··· Given entries
//! Cloud Build v1 REST client.

use std::sync::Arc;

use async_trait::async_trait;
use reqwest::header::{AUTHORIZATION, USER_AGENT};
use reqwest::{Method, RequestBuilder, Response, StatusCode, Url};
use serde::de::DeserializeOwned;
use tracing::{debug, info};

use crate::auth::IdentityProvider;
use crate::consts::CLOUD_PLATFORM_SCOPE;
use crate::spec::{Build, BuildSpec};
use crate::util::http::{USER_AGENT_VALUE, api_error_message, join_segments, parse_endpoint};

use super::{BuildPage, BuildService, ListRequest, Operation, OperationState, ServiceError};

/// [`BuildService`] backed by the Cloud Build API.
#[derive(Clone)]
pub struct CloudBuildClient {
  http: reqwest::Client,
  endpoint: Url,
  identity: Arc<dyn IdentityProvider>,
}

impl std::fmt::Debug for CloudBuildClient {
  fn fmt(&self, f: &mut std::fmt::Formatter<'_>) -> std::fmt::Result {
    f.debug_struct("CloudBuildClient")
      .field("endpoint", &self.endpoint.as_str())
      .finish()
  }
}

impl CloudBuildClient {
  /// Create a client for `endpoint`, e.g. `https://cloudbuild.googleapis.com`.
  pub fn new(endpoint: &str, identity: Arc<dyn IdentityProvider>) -> Result<Self, ServiceError> {
    let endpoint = parse_endpoint(endpoint).ok_or_else(|| ServiceError::InvalidEndpoint(endpoint.to_string()))?;
    Ok(Self {
      http: reqwest::Client::new(),
      endpoint,
      identity,
    })
  }

  fn builds_url(&self, project_id: &str, rest: &[&str]) -> Url {
    let segments = ["v1", "projects", project_id, "builds"]
      .into_iter()
      .chain(rest.iter().copied());
    join_segments(&self.endpoint, segments)
  }

  async fn request(&self, method: Method, url: Url) -> Result<RequestBuilder, ServiceError> {
    debug!(%method, url = %url, "build service request");
    let token = self.identity.access_token(&[CLOUD_PLATFORM_SCOPE]).await?;
    Ok(
      self
        .http
        .request(method, url)
        .header(AUTHORIZATION, format!("Bearer {token}"))
        .header(USER_AGENT, USER_AGENT_VALUE),
    )
  }
}

async fn decode<T: DeserializeOwned>(response: Response, subject: &str) -> Result<T, ServiceError> {
  let status = response.status();
  if status == StatusCode::NOT_FOUND {
    return Err(ServiceError::NotFound(subject.to_string()));
  }
  let body = response.text().await?;
  if !status.is_success() {
    return Err(ServiceError::Api {
      status: status.as_u16(),
      message: api_error_message(&body),
    });
  }
  serde_json::from_str(&body).map_err(|e| ServiceError::Decode(e.to_string()))
}

#[async_trait]
impl BuildService for CloudBuildClient {
  async fn submit(&self, project_id: &str, spec: BuildSpec) -> Result<Operation, ServiceError> {
    let url = self.builds_url(project_id, &[]);
    let response = self.request(Method::POST, url).await?.json(&spec).send().await?;
    let operation: Operation = decode(response, project_id).await?;
    info!(operation = %operation.name, "build submitted");
    Ok(operation)
  }

  async fn poll(&self, name: &str) -> Result<OperationState, ServiceError> {
    let segments = std::iter::once("v1").chain(name.split('/').filter(|s| !s.is_empty()));
    let url = join_segments(&self.endpoint, segments);
    let response = self.request(Method::GET, url).await?.send().await?;
    let operation: Operation = decode(response, name).await?;
    Ok(operation.state())
  }

  async fn list(&self, project_id: &str, request: &ListRequest) -> Result<BuildPage, ServiceError> {
    let mut url = self.builds_url(project_id, &[]);
    {
      let mut query = url.query_pairs_mut();
      if let Some(filter) = &request.filter {
        query.append_pair("filter", filter);
      }
      if let Some(size) = request.page_size {
        query.append_pair("pageSize", &size.to_string());
      }
      if let Some(token) = &request.page_token {
        query.append_pair("pageToken", token);
      }
    }
    let response = self.request(Method::GET, url).await?.send().await?;
    decode(response, project_id).await
  }

  async fn get(&self, project_id: &str, build_id: &str) -> Result<Build, ServiceError> {
    let url = self.builds_url(project_id, &[build_id]);
    let response = self.request(Method::GET, url).await?.send().await?;
    decode(response, build_id).await
  }

  async fn cancel(&self, project_id: &str, build_id: &str) -> Result<Build, ServiceError> {
    let url = self.builds_url(project_id, &[&format!("{build_id}:cancel")]);
    let response = self
      .request(Method::POST, url)
      .await?
      .json(&serde_json::json!({ "projectId": project_id, "id": build_id }))
      .send()
      .await?;
    decode(response, build_id).await
  }
}
//! Build log retrieval.
//!
//! The build service writes the complete log of a build to
//! `{logsBucket}/log-{id}.txt` once the build finishes. Logs are fetched as a
//! single object after the build is terminal; there is no live tail.

use std::sync::Arc;

use thiserror::Error;
use tracing::debug;

use crate::consts::GCS_SCHEME;
use crate::events::{EventBus, ProgressEvent};
use crate::spec::Build;
use crate::storage::{ObjectStore, StoreError};

#[derive(Debug, Error)]
pub enum LogError {
  #[error("build {build_id} has no log location")]
  MissingLocation { build_id: String },

  #[error("build has no id")]
  MissingId,

  #[error("failed to fetch build log: {0}")]
  Store(#[from] StoreError),
}

/// Split a `gs://bucket[/prefix]` location into bucket and object prefix.
pub fn parse_log_location(location: &str) -> Option<(String, Option<String>)> {
  let bare = location.strip_prefix(GCS_SCHEME).unwrap_or(location);
  let bare = bare.trim_matches('/');
  let (bucket, prefix) = match bare.split_once('/') {
    Some((bucket, prefix)) => (bucket, Some(prefix.trim_end_matches('/').to_string())),
    None => (bare, None),
  };
  if bucket.is_empty() {
    return None;
  }
  Some((bucket.to_string(), prefix.filter(|p| !p.is_empty())))
}

pub fn log_object_name(build_id: &str) -> String {
  format!("log-{build_id}.txt")
}

/// Fetches build logs and announces them on the event bus.
#[derive(Clone)]
pub struct LogRetriever {
  store: Arc<dyn ObjectStore>,
  events: EventBus,
}

impl LogRetriever {
  pub fn new(store: Arc<dyn ObjectStore>, events: EventBus) -> Self {
    Self { store, events }
  }

  /// Download the full log of `build_id` from `location` and emit it as a
  /// `LOG` event.
  pub async fn fetch(&self, location: Option<&str>, build_id: &str) -> Result<String, LogError> {
    let missing = || LogError::MissingLocation {
      build_id: build_id.to_string(),
    };
    let (bucket, prefix) = location.and_then(parse_log_location).ok_or_else(missing)?;
    let object = match prefix {
      Some(prefix) => format!("{prefix}/{}", log_object_name(build_id)),
      None => log_object_name(build_id),
    };

    debug!(bucket = %bucket, object = %object, "fetching build log");
    let bytes = self.store.read_all(&bucket, &object).await?;
    let text = String::from_utf8_lossy(&bytes).into_owned();
    self.events.emit(ProgressEvent::Log(text.clone()));
    Ok(text)
  }

  /// Fetch the log of `build` from the location it reports.
  pub async fn fetch_build_log(&self, build: &Build) -> Result<String, LogError> {
    let id = build.id.as_deref().ok_or(LogError::MissingId)?;
    self.fetch(build.logs_bucket.as_deref(), id).await
  }
}
//! Completion tracking for submitted builds.
//!
//! The operation is polled at a fixed interval until it is done, reports an
//! error, or carries a build in a failed terminal state. There is no local
//! deadline: the build's own timeout bounds the wait. Dropping the future
//! stops polling.
//!
//! When a poll carries no build snapshot, the snapshot returned at submission
//! is reported instead.

use std::time::Duration;

use tracing::{debug, info};

use crate::service::{BuildService, Operation, OperationState, ServiceError};
use crate::spec::{Build, BuildStatus};

use super::types::BuildFailure;

/// Terminal outcome of a build.
#[derive(Debug, Clone, PartialEq)]
pub enum Completion {
  Success(Option<Build>),
  Failure { failure: BuildFailure, build: Option<Build> },
}

fn failed_status(build: &Option<Build>) -> Option<BuildStatus> {
  build.as_ref().and_then(|b| b.status).filter(BuildStatus::is_failure)
}

fn failure(build: Option<Build>, cause: Option<String>) -> Completion {
  Completion::Failure {
    failure: BuildFailure::from_build(build.as_ref(), cause),
    build,
  }
}

/// Poll `operation` every `interval` until it is terminal.
///
/// Transport errors while polling end the wait and are returned unchanged.
pub async fn wait_for_completion(
  service: &dyn BuildService,
  operation: &Operation,
  interval: Duration,
) -> Result<Completion, ServiceError> {
  let name = operation.name.as_str();
  let submitted = || operation.build().cloned();
  let mut polls: u64 = 0;
  loop {
    polls += 1;
    let state = match service.poll(name).await? {
      OperationState::Running(build) => OperationState::Running(build.or_else(submitted)),
      OperationState::Done(build) => OperationState::Done(build.or_else(submitted)),
      OperationState::Failed { error, build } => OperationState::Failed {
        error,
        build: build.or_else(submitted),
      },
    };
    match state {
      OperationState::Failed { error, build } => {
        info!(operation = %name, code = error.code, "build operation reported an error");
        return Ok(failure(build, Some(error.message)));
      }
      OperationState::Done(build) | OperationState::Running(build) if failed_status(&build).is_some() => {
        info!(operation = %name, status = ?failed_status(&build), "build failed");
        return Ok(failure(build, None));
      }
      OperationState::Done(build) => {
        info!(operation = %name, polls, "build finished");
        return Ok(Completion::Success(build));
      }
      OperationState::Running(build) => {
        let status = build.as_ref().and_then(|b| b.status);
        debug!(operation = %name, ?status, polls, "build still running");
      }
    }
    tokio::time::sleep(interval).await;
  }
}
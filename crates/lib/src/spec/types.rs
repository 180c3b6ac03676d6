//! Build resource types shared by the config loader and the build service.
//!
//! Field names follow the build service's JSON representation (camelCase).
//! Fields this crate does not interpret are kept in `extra` so a config can
//! use any option the service understands.

use std::collections::BTreeMap;
use std::fmt;

use serde::{Deserialize, Serialize};
use serde_json::{Map, Value};

/// Declarative build definition, as loaded from `cloudbuild.yaml`/`.json`.
#[derive(Debug, Clone, Default, PartialEq, Serialize, Deserialize)]
#[serde(rename_all = "camelCase")]
pub struct BuildSpec {
  #[serde(default, skip_serializing_if = "Vec::is_empty")]
  pub steps: Vec<BuildStep>,

  #[serde(default, skip_serializing_if = "Vec::is_empty")]
  pub images: Vec<String>,

  #[serde(default, skip_serializing_if = "BTreeMap::is_empty")]
  pub substitutions: BTreeMap<String, String>,

  /// Execution timeout in the service's duration format, e.g. `"1200s"`.
  #[serde(default, skip_serializing_if = "Option::is_none")]
  pub timeout: Option<String>,

  #[serde(default, skip_serializing_if = "Option::is_none")]
  pub options: Option<ExecutionOptions>,

  #[serde(default, skip_serializing_if = "Option::is_none")]
  pub source: Option<Source>,

  #[serde(default, skip_serializing_if = "Vec::is_empty")]
  pub tags: Vec<String>,

  #[serde(flatten)]
  pub extra: Map<String, Value>,
}

/// A single execution step.
#[derive(Debug, Clone, Default, PartialEq, Serialize, Deserialize)]
#[serde(rename_all = "camelCase")]
pub struct BuildStep {
  /// Container image the step runs in.
  pub name: String,

  #[serde(default, skip_serializing_if = "Vec::is_empty")]
  pub args: Vec<String>,

  #[serde(default, skip_serializing_if = "Vec::is_empty")]
  pub env: Vec<String>,

  #[serde(default, skip_serializing_if = "Option::is_none")]
  pub id: Option<String>,

  #[serde(default, skip_serializing_if = "Option::is_none")]
  pub dir: Option<String>,

  #[serde(default, skip_serializing_if = "Option::is_none")]
  pub entrypoint: Option<String>,

  #[serde(default, skip_serializing_if = "Vec::is_empty")]
  pub wait_for: Vec<String>,

  /// Reported by the service, never set in configs.
  #[serde(default, skip_serializing_if = "Option::is_none")]
  pub status: Option<BuildStatus>,

  #[serde(flatten)]
  pub extra: Map<String, Value>,
}

#[derive(Debug, Clone, Default, PartialEq, Serialize, Deserialize)]
#[serde(rename_all = "camelCase")]
pub struct ExecutionOptions {
  #[serde(default, skip_serializing_if = "Option::is_none")]
  pub machine_type: Option<String>,

  #[serde(flatten)]
  pub extra: Map<String, Value>,
}

#[derive(Debug, Clone, PartialEq, Eq, Serialize, Deserialize)]
#[serde(rename_all = "camelCase")]
pub struct Source {
  pub storage_source: StorageSource,
}

#[derive(Debug, Clone, PartialEq, Eq, Serialize, Deserialize)]
pub struct StorageSource {
  pub bucket: String,
  pub object: String,
}

/// Status of a build or of one of its steps.
#[derive(Debug, Clone, Copy, PartialEq, Eq, Hash, Serialize, Deserialize)]
#[serde(rename_all = "SCREAMING_SNAKE_CASE")]
pub enum BuildStatus {
  StatusUnknown,
  Pending,
  Queued,
  Working,
  Success,
  Failure,
  InternalError,
  Timeout,
  Cancelled,
  Expired,
  #[serde(other)]
  Unknown,
}

impl BuildStatus {
  pub fn as_str(&self) -> &'static str {
    match self {
      BuildStatus::StatusUnknown => "STATUS_UNKNOWN",
      BuildStatus::Pending => "PENDING",
      BuildStatus::Queued => "QUEUED",
      BuildStatus::Working => "WORKING",
      BuildStatus::Success => "SUCCESS",
      BuildStatus::Failure => "FAILURE",
      BuildStatus::InternalError => "INTERNAL_ERROR",
      BuildStatus::Timeout => "TIMEOUT",
      BuildStatus::Cancelled => "CANCELLED",
      BuildStatus::Expired => "EXPIRED",
      BuildStatus::Unknown => "UNKNOWN",
    }
  }

  /// Terminal states that did not succeed.
  pub fn is_failure(&self) -> bool {
    matches!(
      self,
      BuildStatus::Failure
        | BuildStatus::InternalError
        | BuildStatus::Timeout
        | BuildStatus::Cancelled
        | BuildStatus::Expired
    )
  }

  pub fn is_terminal(&self) -> bool {
    *self == BuildStatus::Success || self.is_failure()
  }
}

impl fmt::Display for BuildStatus {
  fn fmt(&self, f: &mut fmt::Formatter<'_>) -> fmt::Result {
    f.write_str(self.as_str())
  }
}

/// A build as reported by the build service.
#[derive(Debug, Clone, Default, PartialEq, Serialize, Deserialize)]
#[serde(rename_all = "camelCase")]
pub struct Build {
  #[serde(default, skip_serializing_if = "Option::is_none")]
  pub id: Option<String>,

  #[serde(default, skip_serializing_if = "Option::is_none")]
  pub project_id: Option<String>,

  #[serde(default, skip_serializing_if = "Option::is_none")]
  pub status: Option<BuildStatus>,

  #[serde(default, skip_serializing_if = "Option::is_none")]
  pub status_detail: Option<String>,

  #[serde(default, skip_serializing_if = "Vec::is_empty")]
  pub steps: Vec<BuildStep>,

  #[serde(default, skip_serializing_if = "Vec::is_empty")]
  pub images: Vec<String>,

  /// Bucket holding the build log, e.g. `gs://123.cloudbuild-logs.googleusercontent.com`.
  #[serde(default, skip_serializing_if = "Option::is_none")]
  pub logs_bucket: Option<String>,

  #[serde(default, skip_serializing_if = "Option::is_none")]
  pub log_url: Option<String>,

  #[serde(default, skip_serializing_if = "Option::is_none")]
  pub create_time: Option<String>,

  #[serde(default, skip_serializing_if = "Option::is_none")]
  pub start_time: Option<String>,

  #[serde(default, skip_serializing_if = "Option::is_none")]
  pub finish_time: Option<String>,

  #[serde(flatten)]
  pub extra: Map<String, Value>,
}

impl Build {
  /// First step the service reported as failed.
  pub fn failed_step(&self) -> Option<&BuildStep> {
    self.steps.iter().find(|s| s.status == Some(BuildStatus::Failure))
  }
}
······
▶ Problem details
From the listing above, copy all lines holding the word "POST".

▶ Solution for this exercise
    let response = self.request(Method::POST, url).await?.json(&spec).send().await?;
      .request(Method::POST, url)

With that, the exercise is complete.